Via Security Watchtower.

The following is from a DOD press briefing on Tall Afar. The entire report is worth reading but this detailed description of the "terrorists" seems especially worthy of attention (via The Belmont Club):

I’d like just to briefly characterize the enemy, describe who we’re fighting here. This is an enemy, who when they came in, they removed all the imams from the mosques, and they replaced them with Islamic extremist laymen. They removed all the teachers from the schools and replaced them with people who had a fifth-grade education and who preached hatred and intolerance. They murdered people. In each of their cells that they have within the city has a direct action cell of about 100 or so fighters. They have a kidnapping and murder cell; they have a propaganda cell, a mortar cell, a sniper cell — a very high degree of organization here.
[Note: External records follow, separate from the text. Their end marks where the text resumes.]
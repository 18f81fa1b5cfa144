//! Rename job: name, download, optional metadata tag, thumbnail, upload.

use std::path::PathBuf;

use super::dispatcher::{failed, settle};
use super::scratch::Scratch;
use super::status::Status;
use super::transfer::send_as_for;
use super::{JobOutcome, JobRequest, Pipeline};
use crate::core::config;
use crate::core::error::AppResult;
use crate::media::{commands, format_duration, human_bytes, split_extension};
use crate::naming::{fallback_name, name_from_reply, plan_filename, NamePlan, NamingRules};
use crate::storage::UserPreferences;
use crate::transport::{Actor, ChatRef, DownloadRequest, OutgoingFile, Reply, SendAs};

/// Renders a caption template. `{duration}` is `0:00:00` when unknown.
pub fn render_caption(template: &str, filename: &str, size: u64, duration: Option<f64>) -> String {
    template
        .replace("{filename}", filename)
        .replace("{filesize}", &human_bytes(size))
        .replace("{duration}", &format_duration(duration.unwrap_or(0.0)))
}

impl Pipeline {
    pub(crate) async fn run_rename(&self, req: &JobRequest) -> JobOutcome {
        let prefs = match self.store.get_preferences(req.user_id).await {
            Ok(prefs) => prefs,
            Err(e) => return failed(&e),
        };
        let rules = prefs.naming_rules();

        let new_name = match plan_filename(&req.file.file_name, req.caption.as_deref(), &rules) {
            NamePlan::Ready(name) => name,
            NamePlan::Ask => match self.ask_for_name(req, &rules).await {
                Ok(Some(name)) => name,
                Ok(None) => return JobOutcome::Cancelled,
                Err(e) => return failed(&e),
            },
        };
        log::info!("✏️ {} -> {}", req.file.file_name, new_name);

        let mut status = Status::start(self.transport.as_ref(), req.chat, "📥 Downloading...").await;
        let mut scratch = Scratch::new(&self.settings.scratch_dir);
        let result = self.rename_steps(req, &prefs, &new_name, &mut status, &mut scratch).await;
        scratch.cleanup().await;
        settle(&mut status, result).await
    }

    /// `None` when the user cancelled
    async fn ask_for_name(&self, req: &JobRequest, rules: &NamingRules) -> AppResult<Option<String>> {
        let prompt = format!(
            "✏️ Send the new name for:\n\n📁 {}\n\nSend {} to abort.",
            req.file.file_name,
            config::prompts::CANCEL_TOKEN
        );
        match self.transport.ask(req.chat, &prompt, self.settings.rename_timeout).await? {
            Reply::Text(text) if text.trim().eq_ignore_ascii_case(config::prompts::CANCEL_TOKEN) => {
                self.notify(req.chat, "❌ Rename cancelled.").await;
                Ok(None)
            }
            Reply::Text(text) if !text.trim().is_empty() => {
                Ok(Some(name_from_reply(&text, &req.file.file_name, rules)))
            }
            Reply::Text(_) | Reply::TimedOut => {
                let name = fallback_name(&req.file.file_name);
                self.notify(req.chat, &format!("⏰ No name received, keeping the original:\n\n📁 {}", name))
                    .await;
                Ok(Some(name))
            }
        }
    }

    async fn rename_steps(
        &self,
        req: &JobRequest,
        prefs: &UserPreferences,
        new_name: &str,
        status: &mut Status<'_>,
        scratch: &mut Scratch,
    ) -> AppResult<JobOutcome> {
        self.scratch_dir().await?;
        let actor = self.download_actor(req.file.size_bytes).await?;
        let extension = split_extension(new_name).1;

        let download = scratch.path("dl", extension);
        let downloaded = self.acquire(actor, &req.file, &download, status.message()).await?;
        scratch.track(&downloaded);

        let mut upload_path = downloaded.clone();
        if prefs.metadata_enabled {
            status.update("🏷 Adding metadata...").await;
            let tagged = scratch.path("meta", extension);
            let invocation = commands::metadata_tag(&downloaded, &tagged, &prefs.metadata_text);
            match self.tool.run(&invocation).await {
                Ok(()) => upload_path = tagged,
                Err(e) => log::warn!("Metadata tagging failed, uploading untagged file: {}", e),
            }
        }

        let thumbnail = match prefs.thumbnail.as_deref() {
            Some(file_id) => self.prepare_thumbnail(file_id, scratch).await,
            None => None,
        };

        let send_as = send_as_for(prefs.media_preference, req.file.kind);
        let size = crate::media::get_file_size(&upload_path).await?;
        let wants_duration = matches!(send_as, SendAs::Video | SendAs::Audio)
            || prefs.caption.as_deref().is_some_and(|c| c.contains("{duration}"));
        let duration = if wants_duration {
            self.tool.media_duration(&upload_path).await.ok()
        } else {
            None
        };

        let caption = match prefs.caption.as_deref() {
            Some(template) => render_caption(template, new_name, size, duration),
            None => new_name.to_string(),
        };

        let destination = prefs.upload_channel.map(ChatRef).unwrap_or(req.chat);
        status.update("📤 Uploading...").await;
        let outgoing = OutgoingFile::new(upload_path, new_name, send_as)
            .caption(caption)
            .thumbnail(thumbnail)
            .duration(duration);
        self.deliver(destination, &outgoing, status.message()).await?;

        match prefs.upload_channel {
            Some(channel) => {
                status
                    .update(&format!("✅ Uploaded to channel {}\n\n📁 {}", channel, new_name))
                    .await
            }
            None => status.update(&format!("✅ Done!\n\n📁 {}", new_name)).await,
        }
        Ok(JobOutcome::Completed)
    }

    /// Downloads the stored thumbnail and resizes it. Failures are logged and skipped.
    pub(crate) async fn prepare_thumbnail(&self, file_id: &str, scratch: &mut Scratch) -> Option<PathBuf> {
        let source = scratch.path("thumb_src", "jpg");
        let request = DownloadRequest {
            actor: Actor::Primary,
            file_id,
            dest: &source,
            progress: None,
            attempt: 0,
        };
        let source = match self.transport.download(request).await {
            Ok(Some(path)) => path,
            Ok(None) => {
                log::warn!("Thumbnail download returned no file handle");
                return None;
            }
            Err(e) => {
                log::warn!("Thumbnail download failed: {}", e);
                return None;
            }
        };
        scratch.track(&source);

        let resized = scratch.path("thumb", "jpg");
        match self.tool.run(&commands::thumbnail(&source, &resized)).await {
            Ok(()) => Some(resized),
            Err(e) => {
                log::warn!("Thumbnail resize failed: {}", e);
                None
            }
        }
    }
}

#[cfg(test)]
mod tests {
    use super::*;
    use pretty_assertions::assert_eq;

    #[test]
    fn test_render_caption() {
        let caption = render_caption("{filename} | {filesize} | {duration}", "a.mkv", 1536, Some(3725.0));
        assert_eq!(caption, "a.mkv | 1.50 KB | 1:02:05");
    }

    #[test]
    fn test_render_caption_unknown_duration() {
        assert_eq!(render_caption("{duration}", "a", 0, None), "0:00:00");
    }
}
And what the enemy did is to keep the population from performing other activities. To keep the population afraid, they kidnapped and murdered large numbers of the people here, and it was across the spectrum. A Sunni Turkmen imam was kidnapped and murdered. A very fine man, a city councilman, Councilman Suliman (sp), was pulled out of his car in front of his children and his wife and gunned down with about 30 gunshot wounds to his head. The enemy conducted indiscriminate mortar attacks against populated areas and wounded scores of children and killed many others. The enemy here did just the most horrible things you can imagine, in one case murdering a child, placing a booby trap within the child’s body and waiting for the parent to come recover the body of their child and exploding it to kill the parents. Beheadings and so forth.

Meanwhile the fifth column fourth estate continues to undermine the good guys: Poll: Fewer than half think U.S. will win in Iraq:

On Thursday, Bush tried again to portray Iraq as a front on the global war on terrorism that began with the attacks of September 11, 2001, saying a U.S. withdrawal would only embolden terrorists.

CNN tried again to portray the situation as hopeless and to pretend the Jihadis in Iraq have nothing whatsoever in common with the 9/11 hijackers.

The Cult of Multiculturalism

The Multiculturalists’ Anti-Anti-Terror War
By Rabbi Aryeh Spero
Human Events | August 15, 2005

They pontificate for the human rights of others — especially the enemy — more than for our own because that highlights, in their mind, how much more noble they are than the rest of us — morally superior to you and me.

. . .

In the eye of the cultural marxist, only Westerners — White Christian Westerners — can be guilty of racism, not, however, Islamicists, even at the moment they are preaching and practicing undeniable, virulent racism. Somehow that racism is neither organic nor religious/cultural, but “caused by us, our fault.”

How else could George Galloway justify his claim that: "[the US and UK] are the biggest rogue states in the world today"?